*Task prompt*: Go over the records and count each line that has the string "ViewState". Give the number and nothing else.

*Provided material*:
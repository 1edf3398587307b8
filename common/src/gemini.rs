//! Gemini generateContent API のリクエスト/レスポンス型
//!
//! CLI(reqwest)とWeb(fetch)の両方が同じ型でリクエストを組み立て、
//! 同じ関数でレスポンスを解釈する。送信処理そのものは各クレート側。

use crate::error::{Error, Result};
use crate::image::UploadedImage;
use crate::parser::parse_analysis_response;
use crate::prompts::{build_analysis_prompt, build_blueprint_prompt};
use crate::schema::analysis_response_schema;
use crate::types::{AnalysisResult, BlueprintImage};
use serde::{Deserialize, Serialize};

pub const DEFAULT_API_BASE: &str = "https://generativelanguage.googleapis.com/v1beta";
pub const DEFAULT_ANALYSIS_MODEL: &str = "gemini-3-pro-preview";
pub const DEFAULT_BLUEPRINT_MODEL: &str = "gemini-3-pro-image-preview";
pub const DEFAULT_THINKING_BUDGET: u32 = 16384;
pub const DEFAULT_ASPECT_RATIO: &str = "4:3";
pub const DEFAULT_IMAGE_SIZE: &str = "2K";

/// モデル名と生成パラメータ
#[derive(Debug, Clone, PartialEq)]
pub struct ModelSettings {
    pub analysis_model: String,
    pub blueprint_model: String,
    pub thinking_budget: u32,
    pub aspect_ratio: String,
    pub image_size: String,
}

impl Default for ModelSettings {
    fn default() -> Self {
        Self {
            analysis_model: DEFAULT_ANALYSIS_MODEL.into(),
            blueprint_model: DEFAULT_BLUEPRINT_MODEL.into(),
            thinking_budget: DEFAULT_THINKING_BUDGET,
            aspect_ratio: DEFAULT_ASPECT_RATIO.into(),
            image_size: DEFAULT_IMAGE_SIZE.into(),
        }
    }
}

/// generateContent のエンドポイントURL（キーは含まない）
pub fn endpoint_for_model(api_base: &str, model: &str) -> String {
    let trimmed = model.trim();
    let model_path = if trimmed.starts_with("models/") {
        trimmed.to_string()
    } else {
        format!("models/{}", trimmed)
    };
    format!("{}/{}:generateContent", api_base.trim_end_matches('/'), model_path)
}

// =============================================
// リクエスト
// =============================================

#[derive(Debug, Clone, Default, Serialize, Deserialize)]
#[serde(rename_all = "camelCase")]
pub struct GenerateContentRequest {
    pub contents: Vec<Content>,
    #[serde(default, skip_serializing_if = "Vec::is_empty")]
    pub tools: Vec<Tool>,
    pub generation_config: GenerationConfig,
}

#[derive(Debug, Clone, Default, Serialize, Deserialize)]
pub struct Content {
    #[serde(default, skip_serializing_if = "Option::is_none")]
    pub role: Option<String>,
    #[serde(default)]
    pub parts: Vec<Part>,
}

/// テキストまたはインライン画像のパート
///
/// リクエストとレスポンスで共用する。`thought` は思考過程のパートで、
/// 本文テキストの連結からは除外する。
#[derive(Debug, Clone, Default, Serialize, Deserialize)]
#[serde(rename_all = "camelCase")]
pub struct Part {
    #[serde(default, skip_serializing_if = "Option::is_none")]
    pub text: Option<String>,
    #[serde(default, skip_serializing_if = "Option::is_none", alias = "inline_data")]
    pub inline_data: Option<InlineData>,
    #[serde(default, skip_serializing_if = "Option::is_none")]
    pub thought: Option<bool>,
}

impl Part {
    pub fn text(text: impl Into<String>) -> Self {
        Self {
            text: Some(text.into()),
            ..Default::default()
        }
    }

    pub fn inline(mime_type: impl Into<String>, data: impl Into<String>) -> Self {
        Self {
            inline_data: Some(InlineData {
                mime_type: mime_type.into(),
                data: data.into(),
            }),
            ..Default::default()
        }
    }

    fn is_thought(&self) -> bool {
        self.thought.unwrap_or(false)
    }
}

impl From<&UploadedImage> for Part {
    fn from(image: &UploadedImage) -> Self {
        Part::inline(image.mime_type(), image.base64_data())
    }
}

#[derive(Debug, Clone, Default, Serialize, Deserialize)]
#[serde(rename_all = "camelCase")]
pub struct InlineData {
    #[serde(default, alias = "mime_type")]
    pub mime_type: String,
    #[serde(default)]
    pub data: String,
}

#[derive(Debug, Clone, Default, Serialize, Deserialize)]
#[serde(rename_all = "camelCase")]
pub struct Tool {
    #[serde(default, skip_serializing_if = "Option::is_none")]
    pub google_search: Option<GoogleSearch>,
}

impl Tool {
    pub fn google_search() -> Self {
        Self {
            google_search: Some(GoogleSearch {}),
        }
    }
}

#[derive(Debug, Clone, Default, Serialize, Deserialize)]
pub struct GoogleSearch {}

#[derive(Debug, Clone, Default, Serialize, Deserialize)]
#[serde(rename_all = "camelCase")]
pub struct GenerationConfig {
    #[serde(default, skip_serializing_if = "Option::is_none")]
    pub response_mime_type: Option<String>,
    #[serde(default, skip_serializing_if = "Option::is_none")]
    pub response_schema: Option<serde_json::Value>,
    #[serde(default, skip_serializing_if = "Option::is_none")]
    pub response_modalities: Option<Vec<String>>,
    #[serde(default, skip_serializing_if = "Option::is_none")]
    pub thinking_config: Option<ThinkingConfig>,
    #[serde(default, skip_serializing_if = "Option::is_none")]
    pub image_config: Option<ImageConfig>,
}

#[derive(Debug, Clone, Serialize, Deserialize)]
#[serde(rename_all = "camelCase")]
pub struct ThinkingConfig {
    pub thinking_budget: u32,
}

#[derive(Debug, Clone, Serialize, Deserialize)]
#[serde(rename_all = "camelCase")]
pub struct ImageConfig {
    pub aspect_ratio: String,
    pub image_size: String,
}

/// 画像パート（アップロード順）の後ろにテキストパートを1つ付けたContent
fn user_content(images: &[UploadedImage], prompt: String) -> Content {
    let mut parts: Vec<Part> = images.iter().map(Part::from).collect();
    parts.push(Part::text(prompt));
    Content {
        role: Some("user".to_string()),
        parts,
    }
}

/// 寸法解析リクエストを構築
///
/// 画像が空なら通信前に `Error::NoImages`
pub fn build_analysis_request(
    images: &[UploadedImage],
    settings: &ModelSettings,
) -> Result<GenerateContentRequest> {
    if images.is_empty() {
        return Err(Error::NoImages);
    }

    Ok(GenerateContentRequest {
        contents: vec![user_content(images, build_analysis_prompt())],
        tools: vec![Tool::google_search()],
        generation_config: GenerationConfig {
            response_mime_type: Some("application/json".to_string()),
            response_schema: Some(analysis_response_schema()),
            thinking_config: Some(ThinkingConfig {
                thinking_budget: settings.thinking_budget,
            }),
            ..Default::default()
        },
    })
}

/// 図面生成リクエストを構築
///
/// `prior` があれば表と同じ寸法値を図面ラベルに固定する
pub fn build_blueprint_request(
    images: &[UploadedImage],
    prior: Option<&AnalysisResult>,
    settings: &ModelSettings,
) -> Result<GenerateContentRequest> {
    if images.is_empty() {
        return Err(Error::NoImages);
    }

    Ok(GenerateContentRequest {
        contents: vec![user_content(images, build_blueprint_prompt(prior))],
        tools: vec![Tool::google_search()],
        generation_config: GenerationConfig {
            response_modalities: Some(vec!["TEXT".to_string(), "IMAGE".to_string()]),
            image_config: Some(ImageConfig {
                aspect_ratio: settings.aspect_ratio.clone(),
                image_size: settings.image_size.clone(),
            }),
            ..Default::default()
        },
    })
}

// =============================================
// レスポンス
// =============================================

#[derive(Debug, Clone, Default, Serialize, Deserialize)]
#[serde(rename_all = "camelCase")]
pub struct GenerateContentResponse {
    #[serde(default)]
    pub candidates: Vec<Candidate>,
}

#[derive(Debug, Clone, Default, Serialize, Deserialize)]
#[serde(rename_all = "camelCase")]
pub struct Candidate {
    #[serde(default)]
    pub content: Option<Content>,
    #[serde(default, skip_serializing_if = "Option::is_none")]
    pub finish_reason: Option<String>,
}

impl GenerateContentResponse {
    /// 先頭候補の本文テキスト（思考パートを除いて連結）
    pub fn text(&self) -> Option<String> {
        let parts = &self.candidates.first()?.content.as_ref()?.parts;
        let text: String = parts
            .iter()
            .filter(|p| !p.is_thought())
            .filter_map(|p| p.text.as_deref())
            .collect();
        if text.trim().is_empty() {
            None
        } else {
            Some(text)
        }
    }

    fn parts(&self) -> impl Iterator<Item = &Part> {
        self.candidates
            .iter()
            .filter_map(|c| c.content.as_ref())
            .flat_map(|c| c.parts.iter())
    }
}

/// 寸法解析レスポンスを解釈
pub fn interpret_analysis_response(response: &GenerateContentResponse) -> Result<AnalysisResult> {
    let text = response.text().ok_or(Error::EmptyResponse)?;
    parse_analysis_response(&text)
}

/// レスポンス中の最初のインライン画像を取り出す
pub fn extract_inline_image(response: &GenerateContentResponse) -> Result<BlueprintImage> {
    response
        .parts()
        .filter_map(|p| p.inline_data.as_ref())
        .find(|inline| !inline.data.is_empty())
        .map(|inline| BlueprintImage {
            mime_type: if inline.mime_type.is_empty() {
                "image/png".to_string()
            } else {
                inline.mime_type.clone()
            },
            data: inline.data.clone(),
        })
        .ok_or(Error::NoImageInResponse)
}

/// APIエラーレスポンス
#[derive(Debug, Deserialize)]
struct ApiErrorBody {
    error: ApiErrorDetail,
}

#[derive(Debug, Deserialize)]
struct ApiErrorDetail {
    #[serde(default)]
    message: String,
}

/// HTTPエラー時のユーザー向けメッセージ
///
/// Geminiのエラー本文に `error.message` があればそれをそのまま返す
/// （認証切れ判定がこの文字列に依存するため加工しない）。
pub fn api_error_message(status: u16, body: &str) -> String {
    match serde_json::from_str::<ApiErrorBody>(body) {
        Ok(parsed) if !parsed.error.message.is_empty() => parsed.error.message,
        _ => format!("HTTP {}: {}", status, body.trim()),
    }
}
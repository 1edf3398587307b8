use indicatif::{ProgressBar, ProgressStyle};
use std::future::Future;
use std::time::Duration;

/// API応答待ちのスピナー
pub fn spinner(message: &str) -> ProgressBar {
    let bar = ProgressBar::new_spinner();
    let style = ProgressStyle::with_template("{spinner:.cyan} {msg} [{elapsed}]")
        .unwrap_or_else(|_| ProgressStyle::default_spinner());
    bar.set_style(style);
    bar.set_message(message.to_string());
    bar.enable_steady_tick(Duration::from_millis(100));
    bar
}

/// 処理の完了を待ってからスピナーを消す（失敗時も消してから結果を返す）
pub async fn finish_after<F: Future>(bar: &ProgressBar, future: F) -> F::Output {
    let output = future.await;
    bar.finish_and_clear();
    output
}

#[cfg(test)]
mod tests {
    use super::*;

    #[tokio::test]
    async fn test_spinner_cleared_when_operation_fails() {
        let bar = ProgressBar::hidden();
        let result: Result<(), &str> = finish_after(&bar, async { Err("rejected") }).await;
        assert_eq!(result, Err("rejected"));
        assert!(bar.is_finished());
    }

    #[tokio::test]
    async fn test_spinner_passes_output_through() {
        let bar = ProgressBar::hidden();
        assert_eq!(finish_after(&bar, async { 42 }).await, 42);
        assert!(bar.is_finished());
    }
}
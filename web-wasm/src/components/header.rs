//! ヘッダーコンポーネント

use leptos::prelude::*;

#[component]
pub fn Header() -> impl IntoView {
    view! {
        <header class="header">
            <h1>"AI Optical Caliper"</h1>
            <p class="text-muted">"定規と一緒に撮った写真から寸法表と4面図を生成"</p>
        </header>
    }
}
//! 図面エリア

use crate::components::progress_bar::ProgressBar;
use leptos::prelude::*;
use optical_caliper_common::presentation::{BLUEPRINT_EMPTY_MESSAGE, BLUEPRINT_LOADING_MESSAGE};
use optical_caliper_common::{Session, ViewState};

/// ダウンロード時のファイル名
pub const BLUEPRINT_FILE_NAME: &str = "gemini_blueprint.png";

#[component]
pub fn BlueprintPanel(session: RwSignal<Session>) -> impl IntoView {
    move || {
        session.with(|s| match ViewState::blueprint(s) {
            ViewState::Loading => view! { <ProgressBar message=BLUEPRINT_LOADING_MESSAGE /> }.into_any(),
            ViewState::Empty => view! {
                <div class="blueprint-empty text-muted">{BLUEPRINT_EMPTY_MESSAGE}</div>
            }
            .into_any(),
            ViewState::Populated(image) => {
                let data_uri = image.to_data_uri();
                view! {
                    <div class="blueprint-panel">
                        <img class="blueprint-image" src=data_uri.clone() alt="Generated blueprint" />
                        <a class="btn btn-secondary" href=data_uri download=BLUEPRINT_FILE_NAME>
                            "Download"
                        </a>
                    </div>
                }
                .into_any()
            }
        })
    }
}
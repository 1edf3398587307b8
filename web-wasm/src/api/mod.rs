//! ブラウザからのGemini API呼び出し

pub mod gemini;
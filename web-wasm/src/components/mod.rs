//! UIコンポーネント

pub mod action_buttons;
pub mod blueprint_panel;
pub mod error_banner;
pub mod header;
pub mod image_grid;
pub mod key_gate;
pub mod progress_bar;
pub mod results_display;
pub mod upload_area;
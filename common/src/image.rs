//! アップロード画像
//!
//! プレビュー用Data URLとAPI送信用Base64は同じバイト列から導出する。
//! フィールドは非公開にして、`from_bytes` / `from_data_url` 以外で
//! 片方だけ書き換えられないようにしている。

use crate::error::{Error, Result};
use base64::engine::general_purpose::STANDARD as BASE64;
use base64::Engine;

/// アップロードを受け付けるMIMEタイプ
pub const ACCEPTED_MIME_TYPES: &[&str] = &[
    "image/png",
    "image/jpeg",
    "image/heic",
    "image/heif",
];

/// ファイル選択ダイアログのaccept属性
pub const ACCEPT_ATTRIBUTE: &str = "image/png, image/jpeg, image/jpg, image/heic, image/heif";

/// 1ファイルあたりの推奨上限（警告のみ、拒否はしない）
pub const RECOMMENDED_MAX_BYTES: usize = 10 * 1024 * 1024;

#[derive(Debug, Clone, PartialEq)]
pub struct UploadedImage {
    file_name: String,
    mime_type: String,
    base64_data: String,
    preview_url: String,
    byte_len: usize,
}

impl UploadedImage {
    /// バイト列から生成
    pub fn from_bytes(file_name: impl Into<String>, mime_type: impl Into<String>, bytes: &[u8]) -> Self {
        let mime_type = mime_type.into();
        let base64_data = BASE64.encode(bytes);
        let preview_url = format!("data:{};base64,{}", mime_type, base64_data);
        Self {
            file_name: file_name.into(),
            mime_type,
            base64_data,
            preview_url,
            byte_len: bytes.len(),
        }
    }

    /// FileReader.readAsDataURL() の結果から生成
    ///
    /// ペイロードがBase64として不正な場合はエラー（壊れたエントリを作らない）
    pub fn from_data_url(file_name: impl Into<String>, data_url: &str) -> Result<Self> {
        if !data_url.starts_with("data:") {
            return Err(Error::InvalidDataUrl("missing data: prefix".into()));
        }
        let payload = extract_base64_from_data_url(data_url)
            .ok_or_else(|| Error::InvalidDataUrl("missing base64 payload".into()))?;
        let mime_type = extract_mime_type_from_data_url(data_url);
        let bytes = BASE64.decode(payload.as_bytes())?;
        Ok(Self::from_bytes(file_name, mime_type, &bytes))
    }

    pub fn file_name(&self) -> &str {
        &self.file_name
    }

    pub fn mime_type(&self) -> &str {
        &self.mime_type
    }

    /// API送信用（プレフィックスなし）
    pub fn base64_data(&self) -> &str {
        &self.base64_data
    }

    /// 表示用Data URL
    pub fn preview_url(&self) -> &str {
        &self.preview_url
    }

    pub fn byte_len(&self) -> usize {
        self.byte_len
    }

    /// ブラウザでプレビューできないHEIC/HEIFか
    pub fn is_heic(&self) -> bool {
        is_heic(&self.mime_type)
    }

    pub fn exceeds_recommended_size(&self) -> bool {
        self.byte_len > RECOMMENDED_MAX_BYTES
    }
}

pub fn is_heic(mime_type: &str) -> bool {
    mime_type == "image/heic" || mime_type == "image/heif"
}

/// 拡張子からMIMEタイプを判定（対応外はNone）
pub fn mime_type_for_extension(ext: &str) -> Option<&'static str> {
    match ext.to_ascii_lowercase().as_str() {
        "png" => Some("image/png"),
        "jpg" | "jpeg" => Some("image/jpeg"),
        "heic" => Some("image/heic"),
        "heif" => Some("image/heif"),
        _ => None,
    }
}

/// Data URLからBase64データ部分を抽出
///
/// # Arguments
/// * `data_url` - "data:image/jpeg;base64,/9j/4AAQ..." 形式のData URL
///
/// # Returns
/// Base64エンコードされたデータ部分、または抽出失敗時はNone
pub fn extract_base64_from_data_url(data_url: &str) -> Option<&str> {
    data_url.split(',').nth(1)
}

/// Data URLからMIMEタイプを抽出
///
/// 抽出失敗時は"image/jpeg"をデフォルトとして返す
pub fn extract_mime_type_from_data_url(data_url: &str) -> &str {
    data_url
        .split(':')
        .nth(1)
        .and_then(|s| s.split(';').next())
        .filter(|s| !s.is_empty())
        .unwrap_or("image/jpeg")
}
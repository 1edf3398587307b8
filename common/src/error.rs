//! エラー型定義

use thiserror::Error;

/// 認証切れと判定するリモートエラーメッセージの部分文字列
pub const AUTH_EXPIRED_MARKER: &str = "Requested entity was not found";

/// 共通エラー型
#[derive(Error, Debug)]
pub enum Error {
    #[error("No images provided")]
    NoImages,

    #[error("No response received from Gemini")]
    EmptyResponse,

    #[error("Parse error: {0}")]
    Parse(String),

    #[error("No image data found in the response")]
    NoImageInResponse,

    #[error("Invalid data URL: {0}")]
    InvalidDataUrl(String),

    #[error("JSON error: {0}")]
    Json(#[from] serde_json::Error),

    #[error("Base64 error: {0}")]
    Base64(#[from] base64::DecodeError),
}

/// Result型エイリアス
pub type Result<T> = std::result::Result<T, Error>;

/// リモートのエラーメッセージがAPIキーの失効を示すか判定
///
/// Gemini側は失効・無効なキーに対して固有のエラーコードを返さないため、
/// メッセージ中の固定文字列で判定する。
pub fn is_auth_expired(message: &str) -> bool {
    message.contains(AUTH_EXPIRED_MARKER)
}

#[cfg(test)]
mod tests {
    use super::*;

    #[test]
    fn test_error_display_no_images() {
        let display = format!("{}", Error::NoImages);
        assert_eq!(display, "No images provided");
    }

    #[test]
    fn test_error_display_parse() {
        let error = Error::Parse("unexpected token".to_string());
        assert_eq!(format!("{}", error), "Parse error: unexpected token");
    }

    #[test]
    fn test_error_from_json() {
        let json_error = serde_json::from_str::<serde_json::Value>("{").unwrap_err();
        let error: Error = json_error.into();
        assert!(matches!(error, Error::Json(_)));
    }

    #[test]
    fn test_error_from_base64() {
        use base64::Engine;
        let decode_error = base64::engine::general_purpose::STANDARD
            .decode("!!!")
            .unwrap_err();
        let error: Error = decode_error.into();
        assert!(matches!(error, Error::Base64(_)));
    }

    #[test]
    fn test_is_auth_expired_exact_marker() {
        assert!(is_auth_expired("Requested entity was not found"));
        assert!(is_auth_expired(
            "{\"error\":{\"code\":404,\"message\":\"Requested entity was not found.\"}}"
        ));
    }

    #[test]
    fn test_is_auth_expired_other_messages() {
        assert!(!is_auth_expired("API key not valid. Please pass a valid API key."));
        assert!(!is_auth_expired("requested entity was not found"));
        assert!(!is_auth_expired("Requested entity was"));
        assert!(!is_auth_expired(""));
    }
}
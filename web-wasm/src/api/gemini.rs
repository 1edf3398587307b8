//! Gemini API連携（fetch版）
//!
//! リクエスト構築とレスポンス解釈は共通ライブラリを使い、
//! ここではブラウザのfetchで送受信するだけ。
//! エラーは画面表示用の文字列で返す（認証切れ判定がこの文字列に依存する）。

use optical_caliper_common::gemini::DEFAULT_API_BASE;
use optical_caliper_common::{
    api_error_message, build_analysis_request, build_blueprint_request, endpoint_for_model,
    extract_inline_image, interpret_analysis_response, AnalysisResult, BlueprintImage, Error,
    GenerateContentRequest, GenerateContentResponse, ModelSettings, UploadedImage,
};
use wasm_bindgen::prelude::*;
use wasm_bindgen_futures::JsFuture;
use web_sys::{Request, RequestInit, RequestMode, Response};

/// キー付きのリクエストURL
pub fn request_url(api_key: &str, model: &str) -> String {
    format!("{}?key={}", endpoint_for_model(DEFAULT_API_BASE, model), api_key.trim())
}

/// HTTPステータスと本文からレスポンスを解釈
pub fn decode_response(status: u16, ok: bool, body: &str) -> Result<GenerateContentResponse, String> {
    if !ok {
        return Err(api_error_message(status, body));
    }
    serde_json::from_str(body).map_err(|e| Error::Parse(e.to_string()).to_string())
}

fn js_error(value: JsValue) -> String {
    match value.dyn_into::<js_sys::Error>() {
        Ok(err) => String::from(err.message()),
        Err(value) => value.as_string().unwrap_or_else(|| format!("{:?}", value)),
    }
}

/// Gemini API呼び出し（共通処理）
async fn generate_content(
    api_key: &str,
    model: &str,
    request: &GenerateContentRequest,
) -> Result<GenerateContentResponse, String> {
    let body = serde_json::to_string(request).map_err(|e| e.to_string())?;

    let opts = RequestInit::new();
    opts.set_method("POST");
    opts.set_mode(RequestMode::Cors);
    opts.set_body(&JsValue::from_str(&body));

    let request = Request::new_with_str_and_init(&request_url(api_key, model), &opts).map_err(js_error)?;
    request
        .headers()
        .set("Content-Type", "application/json")
        .map_err(js_error)?;

    let window = web_sys::window().ok_or_else(|| "window is not available".to_string())?;
    let resp_value = JsFuture::from(window.fetch_with_request(&request))
        .await
        .map_err(js_error)?;
    let resp: Response = resp_value.dyn_into().map_err(js_error)?;

    let text = JsFuture::from(resp.text().map_err(js_error)?)
        .await
        .map_err(js_error)?
        .as_string()
        .unwrap_or_default();

    gloo::console::debug!(format!("Gemini {} -> HTTP {}", model, resp.status()));
    decode_response(resp.status(), resp.ok(), &text)
}

/// 寸法解析
pub async fn analyze(
    api_key: &str,
    images: &[UploadedImage],
    settings: &ModelSettings,
) -> Result<AnalysisResult, String> {
    let request = build_analysis_request(images, settings).map_err(|e| e.to_string())?;
    let response = generate_content(api_key, &settings.analysis_model, &request).await?;
    interpret_analysis_response(&response).map_err(|e| e.to_string())
}

/// 図面生成
///
/// 解析済みなら同じ寸法値をラベルに使わせる
pub async fn generate_blueprint(
    api_key: &str,
    images: &[UploadedImage],
    prior: Option<&AnalysisResult>,
    settings: &ModelSettings,
) -> Result<BlueprintImage, String> {
    let request = build_blueprint_request(images, prior, settings).map_err(|e| e.to_string())?;
    let response = generate_content(api_key, &settings.blueprint_model, &request).await?;
    extract_inline_image(&response).map_err(|e| e.to_string())
}


#[cfg(all(target_arch = "wasm32", test))]
mod wasm_tests {
    use super::*;
    use wasm_bindgen_test::*;

    wasm_bindgen_test_configure!(run_in_browser);

    #[wasm_bindgen_test]
    fn wasm_js_error_uses_message() {
        let err = js_sys::Error::new("network down");
        assert_eq!(js_error(err.into()), "network down");
    }

    #[wasm_bindgen_test]
    fn wasm_js_error_plain_string() {
        assert_eq!(js_error(JsValue::from_str("boom")), "boom");
    }
}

*Answer box*: 5